### [The task]
From the line containing "details.sort_by(|a, b| a.field.cmp(&b.field));" down to the final line of the entries below, restate each line word for word and add nothing.

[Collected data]
....

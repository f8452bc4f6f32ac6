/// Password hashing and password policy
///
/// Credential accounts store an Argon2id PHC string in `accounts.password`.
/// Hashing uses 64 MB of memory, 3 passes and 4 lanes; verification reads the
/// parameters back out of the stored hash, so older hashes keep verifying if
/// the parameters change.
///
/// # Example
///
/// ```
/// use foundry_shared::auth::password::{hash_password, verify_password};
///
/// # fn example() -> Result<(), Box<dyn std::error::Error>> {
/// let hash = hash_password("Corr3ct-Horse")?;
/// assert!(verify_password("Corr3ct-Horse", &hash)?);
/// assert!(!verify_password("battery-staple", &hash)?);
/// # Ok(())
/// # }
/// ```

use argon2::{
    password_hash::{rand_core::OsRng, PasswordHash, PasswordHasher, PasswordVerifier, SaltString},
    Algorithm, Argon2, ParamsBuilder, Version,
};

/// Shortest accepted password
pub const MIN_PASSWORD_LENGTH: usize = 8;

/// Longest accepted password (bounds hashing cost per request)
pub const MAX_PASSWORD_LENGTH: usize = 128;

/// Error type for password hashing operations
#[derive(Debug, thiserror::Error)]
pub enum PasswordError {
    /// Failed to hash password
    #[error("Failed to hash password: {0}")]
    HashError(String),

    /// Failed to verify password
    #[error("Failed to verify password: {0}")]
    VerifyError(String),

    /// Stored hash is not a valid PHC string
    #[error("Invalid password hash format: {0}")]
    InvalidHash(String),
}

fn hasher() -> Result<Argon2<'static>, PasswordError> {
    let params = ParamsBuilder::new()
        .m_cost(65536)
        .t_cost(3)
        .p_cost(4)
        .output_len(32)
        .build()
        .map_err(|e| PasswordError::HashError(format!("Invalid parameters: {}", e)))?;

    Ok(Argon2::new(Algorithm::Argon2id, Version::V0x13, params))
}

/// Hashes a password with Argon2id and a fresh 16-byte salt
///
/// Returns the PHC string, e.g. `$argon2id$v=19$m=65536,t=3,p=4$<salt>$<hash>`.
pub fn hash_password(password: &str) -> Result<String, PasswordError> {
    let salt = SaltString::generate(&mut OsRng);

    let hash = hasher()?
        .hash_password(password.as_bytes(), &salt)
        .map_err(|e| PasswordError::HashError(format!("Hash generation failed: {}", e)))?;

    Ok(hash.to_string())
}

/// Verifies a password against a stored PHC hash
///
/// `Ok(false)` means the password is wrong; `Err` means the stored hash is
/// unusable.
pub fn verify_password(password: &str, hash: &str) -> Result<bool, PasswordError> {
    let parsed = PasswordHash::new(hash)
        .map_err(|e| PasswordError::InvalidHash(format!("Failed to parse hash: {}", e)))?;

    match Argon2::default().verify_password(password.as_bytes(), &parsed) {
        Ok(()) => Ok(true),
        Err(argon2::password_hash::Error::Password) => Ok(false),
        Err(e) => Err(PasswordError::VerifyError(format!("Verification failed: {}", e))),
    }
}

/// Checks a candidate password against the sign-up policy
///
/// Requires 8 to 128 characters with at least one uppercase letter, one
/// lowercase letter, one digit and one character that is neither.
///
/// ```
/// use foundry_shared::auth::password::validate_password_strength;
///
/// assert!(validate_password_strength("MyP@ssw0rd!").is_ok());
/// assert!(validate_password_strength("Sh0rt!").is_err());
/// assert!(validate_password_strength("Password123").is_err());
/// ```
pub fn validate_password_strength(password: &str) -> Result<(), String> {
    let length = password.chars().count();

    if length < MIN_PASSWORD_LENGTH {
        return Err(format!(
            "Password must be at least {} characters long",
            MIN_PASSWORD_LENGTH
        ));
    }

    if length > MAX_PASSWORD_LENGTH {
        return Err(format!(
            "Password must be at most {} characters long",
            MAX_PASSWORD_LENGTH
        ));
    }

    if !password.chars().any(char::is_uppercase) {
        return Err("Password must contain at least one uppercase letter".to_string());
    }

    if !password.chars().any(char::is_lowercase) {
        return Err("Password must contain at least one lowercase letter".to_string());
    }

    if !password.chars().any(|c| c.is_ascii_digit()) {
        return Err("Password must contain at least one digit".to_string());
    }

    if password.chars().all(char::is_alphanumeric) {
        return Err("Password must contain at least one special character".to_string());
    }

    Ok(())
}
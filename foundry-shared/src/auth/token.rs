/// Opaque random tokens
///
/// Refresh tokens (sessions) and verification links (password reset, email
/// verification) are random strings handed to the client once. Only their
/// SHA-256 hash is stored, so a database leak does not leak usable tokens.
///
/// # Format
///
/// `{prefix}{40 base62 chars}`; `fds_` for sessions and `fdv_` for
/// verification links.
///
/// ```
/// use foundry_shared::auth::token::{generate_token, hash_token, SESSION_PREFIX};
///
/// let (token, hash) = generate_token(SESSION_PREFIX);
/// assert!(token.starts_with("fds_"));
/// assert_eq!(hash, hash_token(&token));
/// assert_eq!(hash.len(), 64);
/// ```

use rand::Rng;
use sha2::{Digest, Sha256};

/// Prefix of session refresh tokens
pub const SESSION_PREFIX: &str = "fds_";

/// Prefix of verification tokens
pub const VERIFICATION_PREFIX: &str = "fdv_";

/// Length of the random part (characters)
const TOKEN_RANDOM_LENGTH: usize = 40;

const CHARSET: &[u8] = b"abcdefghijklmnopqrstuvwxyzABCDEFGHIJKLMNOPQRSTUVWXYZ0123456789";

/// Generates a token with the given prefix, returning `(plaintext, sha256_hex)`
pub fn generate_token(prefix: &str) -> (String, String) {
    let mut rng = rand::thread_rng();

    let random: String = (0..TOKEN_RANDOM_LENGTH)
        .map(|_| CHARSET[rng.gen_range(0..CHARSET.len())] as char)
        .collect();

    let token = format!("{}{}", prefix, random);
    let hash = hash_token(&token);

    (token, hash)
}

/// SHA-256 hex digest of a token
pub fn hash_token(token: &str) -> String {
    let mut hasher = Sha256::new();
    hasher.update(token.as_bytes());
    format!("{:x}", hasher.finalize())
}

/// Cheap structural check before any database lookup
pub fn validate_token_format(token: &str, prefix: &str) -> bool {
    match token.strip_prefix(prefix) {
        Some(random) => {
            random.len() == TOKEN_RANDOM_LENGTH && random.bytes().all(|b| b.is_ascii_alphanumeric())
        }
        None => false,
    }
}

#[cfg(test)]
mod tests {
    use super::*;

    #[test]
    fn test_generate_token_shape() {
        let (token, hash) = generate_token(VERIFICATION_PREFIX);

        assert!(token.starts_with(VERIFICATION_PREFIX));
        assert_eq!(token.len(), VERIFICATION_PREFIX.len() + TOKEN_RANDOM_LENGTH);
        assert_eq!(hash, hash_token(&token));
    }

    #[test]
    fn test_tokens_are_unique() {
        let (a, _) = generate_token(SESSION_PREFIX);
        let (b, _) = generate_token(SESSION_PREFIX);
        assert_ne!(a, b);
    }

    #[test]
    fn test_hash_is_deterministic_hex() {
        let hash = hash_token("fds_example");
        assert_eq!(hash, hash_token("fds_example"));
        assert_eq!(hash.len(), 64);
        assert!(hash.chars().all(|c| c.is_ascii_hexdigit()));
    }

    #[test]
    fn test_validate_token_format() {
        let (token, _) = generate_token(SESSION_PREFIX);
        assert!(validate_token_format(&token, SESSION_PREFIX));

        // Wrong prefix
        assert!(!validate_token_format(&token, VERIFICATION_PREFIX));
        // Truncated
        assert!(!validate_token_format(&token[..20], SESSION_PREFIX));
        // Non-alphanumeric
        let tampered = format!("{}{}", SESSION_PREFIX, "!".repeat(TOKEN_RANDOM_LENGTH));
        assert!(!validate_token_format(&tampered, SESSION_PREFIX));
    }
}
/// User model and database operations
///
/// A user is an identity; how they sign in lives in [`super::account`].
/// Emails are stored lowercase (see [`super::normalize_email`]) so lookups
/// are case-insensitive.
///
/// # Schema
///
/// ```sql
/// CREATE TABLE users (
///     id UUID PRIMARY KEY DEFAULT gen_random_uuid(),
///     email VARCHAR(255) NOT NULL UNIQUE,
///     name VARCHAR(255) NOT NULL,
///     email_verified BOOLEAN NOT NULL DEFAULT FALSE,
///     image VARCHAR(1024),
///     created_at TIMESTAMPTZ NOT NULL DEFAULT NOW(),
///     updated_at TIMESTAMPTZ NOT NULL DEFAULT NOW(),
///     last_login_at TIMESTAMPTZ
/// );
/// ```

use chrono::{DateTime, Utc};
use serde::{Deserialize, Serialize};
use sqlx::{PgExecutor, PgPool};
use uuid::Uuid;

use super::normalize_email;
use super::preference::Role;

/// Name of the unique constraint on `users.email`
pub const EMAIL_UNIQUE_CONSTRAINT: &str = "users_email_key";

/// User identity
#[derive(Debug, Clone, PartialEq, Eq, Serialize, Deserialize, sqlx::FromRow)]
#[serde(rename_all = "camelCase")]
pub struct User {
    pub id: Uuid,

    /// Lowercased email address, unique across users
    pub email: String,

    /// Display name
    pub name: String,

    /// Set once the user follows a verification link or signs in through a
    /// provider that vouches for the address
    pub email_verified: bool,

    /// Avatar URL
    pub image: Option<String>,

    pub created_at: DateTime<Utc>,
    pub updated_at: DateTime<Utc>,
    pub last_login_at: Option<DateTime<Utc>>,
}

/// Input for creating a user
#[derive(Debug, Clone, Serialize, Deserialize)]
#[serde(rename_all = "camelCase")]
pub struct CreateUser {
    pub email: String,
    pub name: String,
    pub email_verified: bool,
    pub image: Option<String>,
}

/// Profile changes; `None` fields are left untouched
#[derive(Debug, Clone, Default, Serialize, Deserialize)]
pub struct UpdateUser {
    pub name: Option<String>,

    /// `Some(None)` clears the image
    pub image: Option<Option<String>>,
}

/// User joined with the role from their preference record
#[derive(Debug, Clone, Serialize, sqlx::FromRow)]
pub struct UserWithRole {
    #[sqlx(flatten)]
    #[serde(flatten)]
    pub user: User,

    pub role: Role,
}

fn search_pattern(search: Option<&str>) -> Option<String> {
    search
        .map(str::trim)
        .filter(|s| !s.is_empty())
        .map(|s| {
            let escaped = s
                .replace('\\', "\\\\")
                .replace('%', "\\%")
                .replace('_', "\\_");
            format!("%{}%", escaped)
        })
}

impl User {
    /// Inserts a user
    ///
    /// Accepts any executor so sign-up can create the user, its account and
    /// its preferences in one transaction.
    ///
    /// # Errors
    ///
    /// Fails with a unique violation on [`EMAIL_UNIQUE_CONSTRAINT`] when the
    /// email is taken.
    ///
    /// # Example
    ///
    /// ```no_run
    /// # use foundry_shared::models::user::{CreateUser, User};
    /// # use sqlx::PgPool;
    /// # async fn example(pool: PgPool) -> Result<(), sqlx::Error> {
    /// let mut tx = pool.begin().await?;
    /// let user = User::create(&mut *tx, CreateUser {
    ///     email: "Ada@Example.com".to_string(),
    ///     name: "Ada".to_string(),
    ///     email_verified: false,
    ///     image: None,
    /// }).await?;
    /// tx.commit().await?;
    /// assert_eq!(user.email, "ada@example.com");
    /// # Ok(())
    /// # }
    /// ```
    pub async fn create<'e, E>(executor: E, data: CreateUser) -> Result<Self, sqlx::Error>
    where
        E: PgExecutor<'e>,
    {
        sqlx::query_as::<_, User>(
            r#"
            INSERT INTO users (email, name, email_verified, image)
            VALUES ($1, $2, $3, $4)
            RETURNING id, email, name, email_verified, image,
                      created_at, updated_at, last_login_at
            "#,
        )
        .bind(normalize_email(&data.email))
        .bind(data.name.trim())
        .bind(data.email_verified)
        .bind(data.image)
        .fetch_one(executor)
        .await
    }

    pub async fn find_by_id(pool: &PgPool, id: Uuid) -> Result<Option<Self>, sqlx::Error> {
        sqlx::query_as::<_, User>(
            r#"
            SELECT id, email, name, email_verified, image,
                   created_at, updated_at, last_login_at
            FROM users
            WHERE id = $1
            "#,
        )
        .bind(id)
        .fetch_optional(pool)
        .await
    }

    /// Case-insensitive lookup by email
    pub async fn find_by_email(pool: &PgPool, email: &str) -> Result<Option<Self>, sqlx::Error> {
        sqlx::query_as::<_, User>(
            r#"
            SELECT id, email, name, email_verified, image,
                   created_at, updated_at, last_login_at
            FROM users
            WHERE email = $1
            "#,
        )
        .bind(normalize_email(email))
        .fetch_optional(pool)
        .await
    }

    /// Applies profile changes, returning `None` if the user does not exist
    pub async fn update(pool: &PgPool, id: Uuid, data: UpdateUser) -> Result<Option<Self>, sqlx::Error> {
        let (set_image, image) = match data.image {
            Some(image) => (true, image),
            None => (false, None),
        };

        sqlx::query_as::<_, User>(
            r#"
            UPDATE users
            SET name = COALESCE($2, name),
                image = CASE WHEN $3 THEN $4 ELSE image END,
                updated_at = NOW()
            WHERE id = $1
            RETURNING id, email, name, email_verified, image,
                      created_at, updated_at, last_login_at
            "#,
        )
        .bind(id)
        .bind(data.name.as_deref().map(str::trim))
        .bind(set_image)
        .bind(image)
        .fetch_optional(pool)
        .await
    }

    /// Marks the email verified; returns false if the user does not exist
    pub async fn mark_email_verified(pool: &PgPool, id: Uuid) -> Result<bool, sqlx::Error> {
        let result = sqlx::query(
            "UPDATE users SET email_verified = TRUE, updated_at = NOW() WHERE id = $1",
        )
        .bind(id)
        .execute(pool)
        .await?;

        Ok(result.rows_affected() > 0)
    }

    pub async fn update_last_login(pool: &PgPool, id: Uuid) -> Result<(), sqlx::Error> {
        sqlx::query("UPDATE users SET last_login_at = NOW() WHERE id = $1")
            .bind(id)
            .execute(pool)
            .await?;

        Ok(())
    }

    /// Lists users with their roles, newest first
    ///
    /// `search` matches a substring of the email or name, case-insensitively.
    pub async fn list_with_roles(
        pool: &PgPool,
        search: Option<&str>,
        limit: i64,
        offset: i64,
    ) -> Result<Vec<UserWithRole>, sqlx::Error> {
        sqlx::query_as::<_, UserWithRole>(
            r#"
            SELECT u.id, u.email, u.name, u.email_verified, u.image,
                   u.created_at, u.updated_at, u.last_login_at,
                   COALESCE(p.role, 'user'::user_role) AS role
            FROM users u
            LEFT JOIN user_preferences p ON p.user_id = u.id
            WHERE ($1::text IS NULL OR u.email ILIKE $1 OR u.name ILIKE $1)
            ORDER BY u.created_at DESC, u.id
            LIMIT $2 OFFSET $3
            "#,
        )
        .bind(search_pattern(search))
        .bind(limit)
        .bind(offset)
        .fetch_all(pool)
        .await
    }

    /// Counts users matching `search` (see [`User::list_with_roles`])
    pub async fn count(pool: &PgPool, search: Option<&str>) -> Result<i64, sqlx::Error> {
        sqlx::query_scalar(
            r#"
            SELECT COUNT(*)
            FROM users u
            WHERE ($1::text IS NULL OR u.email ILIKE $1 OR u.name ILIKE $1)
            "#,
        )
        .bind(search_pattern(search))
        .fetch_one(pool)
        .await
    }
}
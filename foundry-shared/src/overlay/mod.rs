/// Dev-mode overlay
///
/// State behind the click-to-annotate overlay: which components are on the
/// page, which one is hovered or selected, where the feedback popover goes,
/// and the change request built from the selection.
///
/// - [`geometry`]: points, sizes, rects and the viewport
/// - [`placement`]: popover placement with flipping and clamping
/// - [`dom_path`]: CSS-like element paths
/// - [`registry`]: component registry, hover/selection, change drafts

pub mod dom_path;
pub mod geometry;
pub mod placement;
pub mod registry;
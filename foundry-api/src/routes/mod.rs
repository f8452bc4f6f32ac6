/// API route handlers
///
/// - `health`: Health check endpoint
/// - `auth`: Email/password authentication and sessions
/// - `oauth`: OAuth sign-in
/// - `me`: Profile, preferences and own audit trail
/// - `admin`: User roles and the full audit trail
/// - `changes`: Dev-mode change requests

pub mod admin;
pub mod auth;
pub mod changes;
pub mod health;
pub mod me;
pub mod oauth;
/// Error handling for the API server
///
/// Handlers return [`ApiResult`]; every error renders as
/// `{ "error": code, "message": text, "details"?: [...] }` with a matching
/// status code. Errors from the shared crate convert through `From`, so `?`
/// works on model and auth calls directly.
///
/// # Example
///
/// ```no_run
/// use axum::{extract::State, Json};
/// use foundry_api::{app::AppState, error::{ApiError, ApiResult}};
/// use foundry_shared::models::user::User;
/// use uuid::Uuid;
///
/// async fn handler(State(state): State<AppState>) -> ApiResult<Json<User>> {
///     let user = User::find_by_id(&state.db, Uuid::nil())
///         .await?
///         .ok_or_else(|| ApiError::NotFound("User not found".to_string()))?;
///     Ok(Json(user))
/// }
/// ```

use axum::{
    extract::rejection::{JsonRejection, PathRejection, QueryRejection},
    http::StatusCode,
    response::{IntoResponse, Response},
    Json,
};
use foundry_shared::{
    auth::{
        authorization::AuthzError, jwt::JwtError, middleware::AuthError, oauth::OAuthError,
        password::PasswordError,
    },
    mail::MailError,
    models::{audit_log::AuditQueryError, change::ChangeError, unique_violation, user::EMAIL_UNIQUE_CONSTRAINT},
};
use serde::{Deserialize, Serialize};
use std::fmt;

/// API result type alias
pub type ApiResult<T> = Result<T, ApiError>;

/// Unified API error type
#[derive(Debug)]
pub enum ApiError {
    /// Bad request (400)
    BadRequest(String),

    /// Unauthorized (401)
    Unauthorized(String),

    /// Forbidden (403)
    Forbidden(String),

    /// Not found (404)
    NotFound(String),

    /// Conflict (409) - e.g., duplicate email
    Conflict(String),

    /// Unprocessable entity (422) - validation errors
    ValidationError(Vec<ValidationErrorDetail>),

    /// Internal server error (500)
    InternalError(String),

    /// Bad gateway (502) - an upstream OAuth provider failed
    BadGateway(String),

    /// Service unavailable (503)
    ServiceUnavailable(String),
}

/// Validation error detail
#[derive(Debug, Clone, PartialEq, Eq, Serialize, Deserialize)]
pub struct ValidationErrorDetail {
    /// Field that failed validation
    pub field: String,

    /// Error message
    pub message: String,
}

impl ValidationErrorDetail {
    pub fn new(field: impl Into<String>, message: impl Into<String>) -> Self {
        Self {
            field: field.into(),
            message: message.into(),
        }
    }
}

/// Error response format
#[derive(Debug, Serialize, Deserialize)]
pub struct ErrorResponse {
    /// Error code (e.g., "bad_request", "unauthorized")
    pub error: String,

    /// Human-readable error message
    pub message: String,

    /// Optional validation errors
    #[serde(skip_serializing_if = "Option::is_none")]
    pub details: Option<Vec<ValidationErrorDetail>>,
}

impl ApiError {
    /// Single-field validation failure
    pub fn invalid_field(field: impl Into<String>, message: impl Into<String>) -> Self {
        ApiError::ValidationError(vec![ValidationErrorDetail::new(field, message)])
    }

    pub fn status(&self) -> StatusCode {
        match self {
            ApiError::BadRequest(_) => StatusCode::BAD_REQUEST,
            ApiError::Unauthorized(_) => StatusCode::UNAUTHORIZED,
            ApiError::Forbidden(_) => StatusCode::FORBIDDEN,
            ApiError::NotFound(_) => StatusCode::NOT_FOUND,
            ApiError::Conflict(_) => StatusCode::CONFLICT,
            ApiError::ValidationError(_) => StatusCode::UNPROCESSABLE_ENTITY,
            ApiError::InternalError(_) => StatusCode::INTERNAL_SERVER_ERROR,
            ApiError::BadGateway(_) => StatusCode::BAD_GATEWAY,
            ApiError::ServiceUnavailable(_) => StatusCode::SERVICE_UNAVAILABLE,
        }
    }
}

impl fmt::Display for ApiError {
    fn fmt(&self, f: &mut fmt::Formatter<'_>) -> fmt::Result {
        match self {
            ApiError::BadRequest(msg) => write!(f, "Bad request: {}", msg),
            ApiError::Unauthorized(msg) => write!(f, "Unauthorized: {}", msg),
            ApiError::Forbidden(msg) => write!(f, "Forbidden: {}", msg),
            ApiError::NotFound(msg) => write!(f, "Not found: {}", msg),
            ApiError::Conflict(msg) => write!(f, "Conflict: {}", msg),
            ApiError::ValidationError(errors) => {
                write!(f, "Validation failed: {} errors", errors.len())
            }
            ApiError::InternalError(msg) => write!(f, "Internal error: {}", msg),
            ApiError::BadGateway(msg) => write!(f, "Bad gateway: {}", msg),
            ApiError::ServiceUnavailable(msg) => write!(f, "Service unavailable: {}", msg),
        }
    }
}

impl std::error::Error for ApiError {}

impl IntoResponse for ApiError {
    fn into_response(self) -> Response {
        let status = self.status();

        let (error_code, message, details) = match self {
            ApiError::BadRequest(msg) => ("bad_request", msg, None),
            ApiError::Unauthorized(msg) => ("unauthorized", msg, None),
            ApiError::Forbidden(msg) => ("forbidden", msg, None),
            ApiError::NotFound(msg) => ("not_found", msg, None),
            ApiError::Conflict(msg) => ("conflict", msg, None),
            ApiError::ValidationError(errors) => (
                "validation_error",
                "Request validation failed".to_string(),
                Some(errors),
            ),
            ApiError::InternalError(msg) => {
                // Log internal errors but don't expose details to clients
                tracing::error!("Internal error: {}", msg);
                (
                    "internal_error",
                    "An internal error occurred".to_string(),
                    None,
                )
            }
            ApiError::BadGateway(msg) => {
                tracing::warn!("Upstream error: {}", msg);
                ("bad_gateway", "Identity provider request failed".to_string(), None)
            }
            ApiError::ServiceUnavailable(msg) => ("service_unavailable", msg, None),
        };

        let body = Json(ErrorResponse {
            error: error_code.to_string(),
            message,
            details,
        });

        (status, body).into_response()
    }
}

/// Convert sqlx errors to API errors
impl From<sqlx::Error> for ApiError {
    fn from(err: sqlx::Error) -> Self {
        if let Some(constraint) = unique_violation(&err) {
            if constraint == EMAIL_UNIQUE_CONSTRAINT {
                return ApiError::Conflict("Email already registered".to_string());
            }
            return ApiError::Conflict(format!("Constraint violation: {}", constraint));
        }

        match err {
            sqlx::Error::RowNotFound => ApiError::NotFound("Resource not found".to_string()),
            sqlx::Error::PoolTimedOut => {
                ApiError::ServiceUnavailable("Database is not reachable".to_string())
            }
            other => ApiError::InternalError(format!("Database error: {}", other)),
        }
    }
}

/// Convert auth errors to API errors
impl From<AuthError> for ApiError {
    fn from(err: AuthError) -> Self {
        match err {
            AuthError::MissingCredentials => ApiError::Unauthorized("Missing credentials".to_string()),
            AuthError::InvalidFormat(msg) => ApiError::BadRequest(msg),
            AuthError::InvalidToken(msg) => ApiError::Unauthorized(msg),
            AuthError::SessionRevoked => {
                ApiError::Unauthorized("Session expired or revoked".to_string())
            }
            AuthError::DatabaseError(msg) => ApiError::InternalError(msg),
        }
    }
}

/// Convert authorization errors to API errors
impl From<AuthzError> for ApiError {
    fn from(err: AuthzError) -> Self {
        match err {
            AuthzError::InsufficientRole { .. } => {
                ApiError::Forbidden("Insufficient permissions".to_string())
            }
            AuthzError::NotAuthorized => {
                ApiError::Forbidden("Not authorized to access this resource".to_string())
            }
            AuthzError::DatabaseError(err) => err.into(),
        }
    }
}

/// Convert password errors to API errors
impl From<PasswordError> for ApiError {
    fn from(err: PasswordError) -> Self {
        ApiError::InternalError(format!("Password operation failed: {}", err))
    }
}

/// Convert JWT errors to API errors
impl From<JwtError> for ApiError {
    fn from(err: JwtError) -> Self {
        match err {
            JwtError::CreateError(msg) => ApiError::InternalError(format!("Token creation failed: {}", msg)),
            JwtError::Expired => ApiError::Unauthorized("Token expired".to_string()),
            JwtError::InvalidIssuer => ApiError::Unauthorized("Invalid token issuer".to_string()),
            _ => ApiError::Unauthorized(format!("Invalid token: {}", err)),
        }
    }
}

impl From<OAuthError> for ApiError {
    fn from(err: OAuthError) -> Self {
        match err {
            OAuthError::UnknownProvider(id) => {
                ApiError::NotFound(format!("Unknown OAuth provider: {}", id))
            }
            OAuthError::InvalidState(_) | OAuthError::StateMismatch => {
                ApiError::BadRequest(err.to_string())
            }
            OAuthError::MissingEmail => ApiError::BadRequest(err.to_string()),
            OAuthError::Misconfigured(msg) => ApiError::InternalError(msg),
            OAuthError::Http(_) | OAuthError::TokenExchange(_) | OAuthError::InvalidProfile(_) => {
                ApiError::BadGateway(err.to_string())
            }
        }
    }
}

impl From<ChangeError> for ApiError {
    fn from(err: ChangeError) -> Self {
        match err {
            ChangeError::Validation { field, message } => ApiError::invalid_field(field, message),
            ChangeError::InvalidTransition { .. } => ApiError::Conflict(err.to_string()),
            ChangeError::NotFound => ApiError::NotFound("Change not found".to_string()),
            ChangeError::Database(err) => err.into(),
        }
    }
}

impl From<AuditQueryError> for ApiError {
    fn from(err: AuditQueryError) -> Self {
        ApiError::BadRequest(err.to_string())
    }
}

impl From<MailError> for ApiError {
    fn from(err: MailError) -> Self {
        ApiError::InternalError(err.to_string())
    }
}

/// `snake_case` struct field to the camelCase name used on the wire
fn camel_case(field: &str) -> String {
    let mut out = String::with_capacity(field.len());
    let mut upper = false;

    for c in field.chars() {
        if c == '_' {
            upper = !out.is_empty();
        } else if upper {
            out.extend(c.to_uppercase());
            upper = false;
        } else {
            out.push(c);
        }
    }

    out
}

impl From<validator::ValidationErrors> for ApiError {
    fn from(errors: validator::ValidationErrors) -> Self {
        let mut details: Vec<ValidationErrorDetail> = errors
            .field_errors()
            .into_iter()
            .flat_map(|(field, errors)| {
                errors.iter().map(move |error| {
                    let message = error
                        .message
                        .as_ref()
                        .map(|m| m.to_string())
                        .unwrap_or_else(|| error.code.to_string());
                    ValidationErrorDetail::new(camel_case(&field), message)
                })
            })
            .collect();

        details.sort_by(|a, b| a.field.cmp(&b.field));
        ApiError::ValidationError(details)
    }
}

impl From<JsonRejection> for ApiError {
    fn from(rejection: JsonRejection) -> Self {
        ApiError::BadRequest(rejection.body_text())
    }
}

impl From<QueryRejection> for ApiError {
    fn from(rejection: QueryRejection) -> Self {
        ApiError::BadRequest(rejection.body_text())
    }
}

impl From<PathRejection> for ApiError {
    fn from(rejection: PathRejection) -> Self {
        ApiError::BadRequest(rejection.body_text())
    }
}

....

### [Written response]
        details.sort_by(|a, b| a.field.cmp(&b.field));
        ApiError::ValidationError(details)
    }
}

impl From<JsonRejection> for ApiError {
    fn from(rejection: JsonRejection) -> Self {
        ApiError::BadRequest(rejection.body_text())
    }
}

impl From<QueryRejection> for ApiError {
    fn from(rejection: QueryRejection) -> Self {
        ApiError::BadRequest(rejection.body_text())
    }
}

impl From<PathRejection> for ApiError {
    fn from(rejection: PathRejection) -> Self {
        ApiError::BadRequest(rejection.body_text())
    }
}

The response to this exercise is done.